At Let Grow, the nonprofit I co-founded to promote childhood independence, we just completed a first-of-its-kind study of all 50 states’ neglect laws. I am sorry to report that a large majority say parents must not deprive a child of “supervision” or “proper care” but do not explain exactly what those terms mean. Others say parents may not expose their kids to “risk,” without specifying how big or dangerous that risk has to be in order to be prohibited. Too much is left to the discretion of the authorities, which is why you’ve heard of parents arrested or investigated for letting their 8-year-old walk the dog or letting their 9-year-old play at the park while her mother worked a shift at McDonald’s.

Recently I heard from a South Carolina mom who wondered if her kids in first, third, and fifth grade were allowed to walk the mile home from school. The kids, who walk all around town, were psyched about the idea, but the principal decreed that an adult must accompany them. So could the mother get arrested—or even lose her kids—for letting them hoof it?

South Carolina’s criminal law is virtually silent on what specifically constitutes child endangerment. Meanwhile, the rules enforced by the state’s Child Protective Services, an agency that has the power to put kids in foster care, say children are neglected if their parent engages in “behavior” or an “occupation” that could endanger others. Does that merely refer to a mom who is making meth—or could it also apply to one who lets her kids walk home alone? And who gets to decide if the walk home counts as dangerous? The principal? A social worker? A judge?

A bill aimed at fixing that statute passed South Carolina’s Senate unanimously in 2019 but had to be shelved in 2020 when the COVID-19 pandemic shut the legislature. Left hanging was the question: Shouldn’t parents be allowed to decide how much independence their kids are ready for?

“Parents largely remain in the dark as to when and how they can safely make those basic decisions,” longtime civil rights lawyer and Let Grow consultant Diane Redleaf writes for the American Bar Association’s Children’s Rights Litigation newsletter. Redleaf, a co-chair of United Family Advocates, is working on narrowing neglect laws—and boy, do they need narrowing.

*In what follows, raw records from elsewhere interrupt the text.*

// SPDX-License-Identifier: MIT
// Copyright (c) 2026 StarTuz

use airnet_core::merge::{merge, FlightRecordTable};
use airnet_core::metrics::{
    airport_flight_counts, airports_in_country, country_breakdown, country_flight_counts,
    distance_histogram, model_frequencies, outgoing_counts, outgoing_counts_in,
    short_haul_estimate, top_models, CountrySplit, FlightScope, DEFAULT_CUTOFF_KM,
};
use airnet_core::tables::{Airline, AirplaneModel, Airport, ReferenceTables, Route};

// --- Fixture ---
//
// A small slice of the French network:
//   0  CDG -> NCE  AF   320        domestic, ~694 km
//   1  NCE -> CDG  AF   320 321    domestic, ~694 km
//   2  CDG -> ORY  AF   319        domestic, ~34 km
//   3  ORY -> CDG  ??   -          domestic, unknown airline
//   4  CDG -> JFK  AF   388        international
//   5  CDG -> LHR  BA   320        international
//   6  CDG -> 9999                 dropped
//   7  LHR -> CDG  BA   320        international
//   8  CDG -> XXX  AF   CRJ        domestic, XXX has no coordinates
//   9  CDG -> NCE  U2   319        domestic, airline by code only

fn make_airport(id: i64, iata: &str, country: &str, coords: Option<(f64, f64)>) -> Airport {
    Airport {
        id,
        name: format!("{} Airport", iata),
        city: None,
        country: Some(country.to_string()),
        iata: Some(iata.to_string()),
        icao: None,
        lat: coords.map(|c| c.0),
        lon: coords.map(|c| c.1),
    }
}

fn make_model(name: &str, iata: &str, icao: &str) -> AirplaneModel {
    AirplaneModel {
        name: name.to_string(),
        iata_code: Some(iata.to_string()),
        icao_code: Some(icao.to_string()),
    }
}

fn make_route(airline_id: Option<i64>, source_id: i64, destination_id: i64, equipment: &str) -> Route {
    Route {
        airline_id,
        source_id: Some(source_id),
        destination_id: Some(destination_id),
        equipment: equipment.split_whitespace().map(str::to_string).collect(),
        ..Route::default()
    }
}

fn french_network() -> FlightRecordTable {
    let airlines = vec![
        Airline {
            id: 137,
            name: "Air France".to_string(),
            iata: Some("AF".to_string()),
            icao: Some("AFR".to_string()),
            country: Some("France".to_string()),
        },
        Airline {
            id: 1355,
            name: "British Airways".to_string(),
            iata: Some("BA".to_string()),
            icao: Some("BAW".to_string()),
            country: Some("United Kingdom".to_string()),
        },
        Airline {
            id: 2297,
            name: "easyJet".to_string(),
            iata: Some("U2".to_string()),
            icao: Some("EZY".to_string()),
            country: Some("United Kingdom".to_string()),
        },
    ];
    let airplanes = vec![
        make_model("Airbus A319", "319", "A319"),
        make_model("Airbus A320", "320", "A320"),
        make_model("Airbus A321", "321", "A321"),
        make_model("Airbus A380-800", "388", "A388"),
    ];
    let airports = vec![
        make_airport(1, "CDG", "France", Some((49.0097, 2.5479))),
        make_airport(2, "ORY", "France", Some((48.7233, 2.3794))),
        make_airport(3, "NCE", "France", Some((43.6584, 7.2159))),
        make_airport(4, "JFK", "United States", Some((40.6413, -73.7781))),
        make_airport(5, "LHR", "United Kingdom", Some((51.4700, -0.4543))),
        make_airport(6, "XXX", "France", None),
    ];
    let mut by_code = Route {
        airline_code: Some("U2".to_string()),
        ..make_route(None, 1, 3, "319")
    };
    by_code.stops = Some(0);

    let routes = vec![
        make_route(Some(137), 1, 3, "320"),
        make_route(Some(137), 3, 1, "320 321"),
        make_route(Some(137), 1, 2, "319"),
        make_route(Some(9999), 2, 1, ""),
        make_route(Some(137), 1, 4, "388"),
        make_route(Some(1355), 1, 5, "320"),
        make_route(Some(137), 1, 9999, "320"),
        make_route(Some(1355), 5, 1, "320"),
        make_route(Some(137), 1, 6, "CRJ"),
        by_code,
    ];

    merge(&ReferenceTables {
        airlines,
        airplanes,
        airports,
        routes,
    })
}

fn pairs(items: &[(&str, usize)]) -> Vec<(String, usize)> {
    items.iter().map(|(k, v)| (k.to_string(), *v)).collect()
}

// --- Merge sanity ---

#[test]
fn test_fixture_merges_as_expected() {
    let table = french_network();
    assert_eq!(table.len(), 9);
    assert_eq!(table.stats().unresolved_airport, 1);
    assert_eq!(table.stats().unknown_airline, 1);
    assert_eq!(table.records()[8].airline_name(), "easyJet");
    assert_eq!(table.records()[8].stops, Some(0));
}

// --- Outgoing counts ---

#[test]
fn test_outgoing_counts_rank_by_count_then_code() {
    let table = french_network();
    let top = outgoing_counts(&table, "CDG", 3);
    assert_eq!(top, pairs(&[("NCE", 2), ("JFK", 1), ("LHR", 1)]));

    let all = outgoing_counts(&table, "cdg", 100);
    assert_eq!(all.len(), 5);
    assert_eq!(all.iter().map(|(_, n)| n).sum::<usize>(), 6);
}

#[test]
fn test_outgoing_counts_accept_airport_id() {
    let table = french_network();
    assert_eq!(outgoing_counts(&table, "1", 1), outgoing_counts(&table, "CDG", 1));
}

#[test]
fn test_outgoing_counts_for_unknown_airport_are_empty() {
    let table = french_network();
    assert!(outgoing_counts(&table, "ZZZ", 5).is_empty());
    assert!(outgoing_counts(&table, "XXX", 5).is_empty());
    assert!(outgoing_counts(&table, "CDG", 0).is_empty());
}

#[test]
fn test_outgoing_counts_respect_scope() {
    let table = french_network();
    let domestic = outgoing_counts_in(&table, "CDG", 10, FlightScope::Domestic);
    assert_eq!(domestic, pairs(&[("NCE", 2), ("ORY", 1), ("XXX", 1)]));

    let international = outgoing_counts_in(&table, "CDG", 10, FlightScope::International);
    assert_eq!(international, pairs(&[("JFK", 1), ("LHR", 1)]));
}

// --- Country counts ---

#[test]
fn test_country_flight_counts() {
    let table = french_network();
    assert_eq!(country_flight_counts(&table, "France", FlightScope::All), 8);
    assert_eq!(country_flight_counts(&table, "france", FlightScope::Domestic), 6);
    assert_eq!(country_flight_counts(&table, "France", FlightScope::International), 2);
    assert_eq!(country_flight_counts(&table, "United Kingdom", FlightScope::Domestic), 0);
    assert_eq!(country_flight_counts(&table, "Germany", FlightScope::All), 0);
}

#[test]
fn test_domestic_count_equals_sum_over_country_airports() {
    let table = french_network();
    let expected = country_flight_counts(&table, "France", FlightScope::Domestic);

    let summed: usize = airports_in_country(&table, "France")
        .iter()
        .flat_map(|code| outgoing_counts_in(&table, code, usize::MAX, FlightScope::Domestic))
        .map(|(_, n)| n)
        .sum();
    assert_eq!(summed, expected);
}

#[test]
fn test_airports_in_country_lists_departure_airports() {
    let table = french_network();
    assert_eq!(airports_in_country(&table, "France"), vec!["CDG", "NCE", "ORY"]);
    assert!(airports_in_country(&table, "Germany").is_empty());
}

#[test]
fn test_airport_flight_counts_busiest_first() {
    let table = french_network();
    let counts = airport_flight_counts(&table, FlightScope::All);
    let summary: Vec<(&str, usize)> = counts
        .iter()
        .map(|c| (c.airport.as_str(), c.flights))
        .collect();
    assert_eq!(summary, vec![("CDG", 6), ("LHR", 1), ("NCE", 1), ("ORY", 1)]);
    assert_eq!(counts[0].country.as_deref(), Some("France"));
}

#[test]
fn test_country_breakdown() {
    let table = french_network();
    let breakdown = country_breakdown(&table);

    assert_eq!(breakdown.len(), 2);
    assert_eq!(
        breakdown["France"],
        CountrySplit {
            domestic: 6,
            international: 2
        }
    );
    assert_eq!(
        breakdown["United Kingdom"],
        CountrySplit {
            domestic: 0,
            international: 1
        }
    );
    assert_eq!(breakdown.values().map(|s| s.total()).sum::<usize>(), table.len());
}

// --- Models ---

#[test]
fn test_model_frequencies_fan_out_over_equipment() {
    let table = french_network();
    let freq = model_frequencies(&table, &[]);

    assert_eq!(freq["Airbus A320"], 4);
    assert_eq!(freq["Airbus A319"], 2);
    assert_eq!(freq["Airbus A321"], 1);
    assert_eq!(freq["Airbus A380-800"], 1);
    assert_eq!(freq["CRJ"], 1);
    assert_eq!(freq.len(), 5);
}

#[test]
fn test_model_frequencies_filter_by_country() {
    let table = french_network();
    let uk = model_frequencies(&table, &["United Kingdom"]);
    assert_eq!(uk.into_iter().collect::<Vec<_>>(), pairs(&[("Airbus A320", 1)]));

    assert!(model_frequencies(&table, &["Germany"]).is_empty());

    let both = model_frequencies(&table, &["France", "United Kingdom"]);
    assert_eq!(both, model_frequencies(&table, &[]));
}

#[test]
fn test_top_models() {
    let table = french_network();
    assert_eq!(
        top_models(&table, 2, &[]),
        pairs(&[("Airbus A320", 4), ("Airbus A319", 2)])
    );
    // Ties at one flight resolve alphabetically
    assert_eq!(
        top_models(&table, 4, &["France"]),
        pairs(&[
            ("Airbus A320", 3),
            ("Airbus A319", 2),
            ("Airbus A321", 1),
            ("Airbus A380-800", 1)
        ])
    );
}

// --- Short haul ---

#[test]
fn test_short_haul_estimate_default_cutoff() {
    let table = french_network();
    let estimate = short_haul_estimate(&table, Some("France"), DEFAULT_CUTOFF_KM);

    let cdg_ory = table.records()[2].distance_km;
    assert!((cdg_ory - 34.1).abs() < 0.5, "{}", cdg_ory);

    assert_eq!(estimate.domestic_flights, 6);
    // CDG-ORY both ways plus the zero-distance CDG-XXX
    assert_eq!(estimate.count, 3);
    assert_eq!(estimate.long_haul_count, 3);
    assert!((estimate.total_distance_km - 2.0 * cdg_ory).abs() < 1e-9);
    assert_eq!(estimate.distinct_routes, 2);
    assert!((estimate.distinct_distance_km - cdg_ory).abs() < 1e-9);
}

#[test]
fn test_short_haul_count_matches_definition() {
    let table = french_network();
    for cutoff in [0.0, 10.0, 100.0, 500.0, 1000.0] {
        let estimate = short_haul_estimate(&table, None, cutoff);
        let expected = table
            .iter()
            .filter(|r| r.is_domestic() && r.distance_km <= cutoff)
            .count();
        assert_eq!(estimate.count, expected, "cutoff {}", cutoff);
        assert_eq!(estimate.count + estimate.long_haul_count, estimate.domestic_flights);
    }
}

#[test]
fn test_short_haul_count_grows_with_cutoff() {
    let table = french_network();
    let mut previous = 0;
    for cutoff in [0.0, 10.0, 50.0, 100.0, 500.0, 1000.0, 20_000.0] {
        let count = short_haul_estimate(&table, None, cutoff).count;
        assert!(count >= previous, "cutoff {} gave {} < {}", cutoff, count, previous);
        previous = count;
    }
    assert_eq!(short_haul_estimate(&table, None, 0.0).count, 1);
    assert_eq!(short_haul_estimate(&table, None, 1000.0).count, 6);
}

#[test]
fn test_short_haul_for_country_without_domestic_flights() {
    let table = french_network();
    let estimate = short_haul_estimate(&table, Some("United Kingdom"), DEFAULT_CUTOFF_KM);
    assert_eq!(estimate.domestic_flights, 0);
    assert_eq!(estimate.count, 0);
    assert_eq!(estimate.total_distance_km, 0.0);
}

// --- Histogram ---

#[test]
fn test_distance_histogram_covers_every_record() {
    let table = french_network();
    let histogram = distance_histogram(&table, 10);

    assert_eq!(histogram.len(), 10);
    assert_eq!(histogram.iter().map(|b| b.count).sum::<usize>(), table.len());
    assert_eq!(histogram[0].lower_km, 0.0);

    let longest = table.iter().map(|r| r.distance_km).fold(0.0, f64::max);
    assert!((histogram[9].upper_km - longest).abs() < 1e-6);
    // CDG-JFK is the only transatlantic flight
    assert_eq!(histogram[9].count, 1);
}

#[test]
fn test_distance_histogram_with_no_bins() {
    assert!(distance_histogram(&french_network(), 0).is_empty());
}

Alabama, Alaska, South Dakota, Virginia, and Washington, D.C., all define a lack of supervision as “neglect,” leaving parents to divine what qualifies as a lack of supervision. Some states throw proper or adequate in front of supervision, but that does not make things any clearer.

And then there are the laws that aren’t murky, just awful. Connecticut criminal law says parents who leave kids under age 12 alone, even at home, can be found guilty of neglect. Twelve! “Obviously,” says a pamphlet from the Tennessee court system, “young children under age 10 should not be left without supervision at any time.” That’s not so obvious to me, but Michigan has the same policy. Louisiana says it’s illegal to leave a child in a car if the adult is more than 10 feet away. Good luck returning that shopping cart!

Not that most parents will ever be investigated for walking 11 feet from the car or letting their kids stay home while they run out to get toilet paper. But these policies can create a chilling effect, causing parents to worry they could be second-guessed by cops or caseworkers with very different ideas of what is reasonably safe.

Everyday parenting decisions should not put people at risk of getting arrested, losing their kids, or being listed on a state registry for child endangerment. In 2018, Utah passed the nation’s first “Free-Range Parenting” law, which states that it is not neglect to let kids walk or play outside, stay home alone, or wait briefly in the car in some circumstances.

This is a better approach: Behavior does not rise to “neglect” unless it involves “blatant disregard” of obvious, likely, and serious danger. That is the wording Illinois enacted in 2013.

When kids learn how to manage the reasonable risks that come with childhood, that’s not neglect. That’s growing up.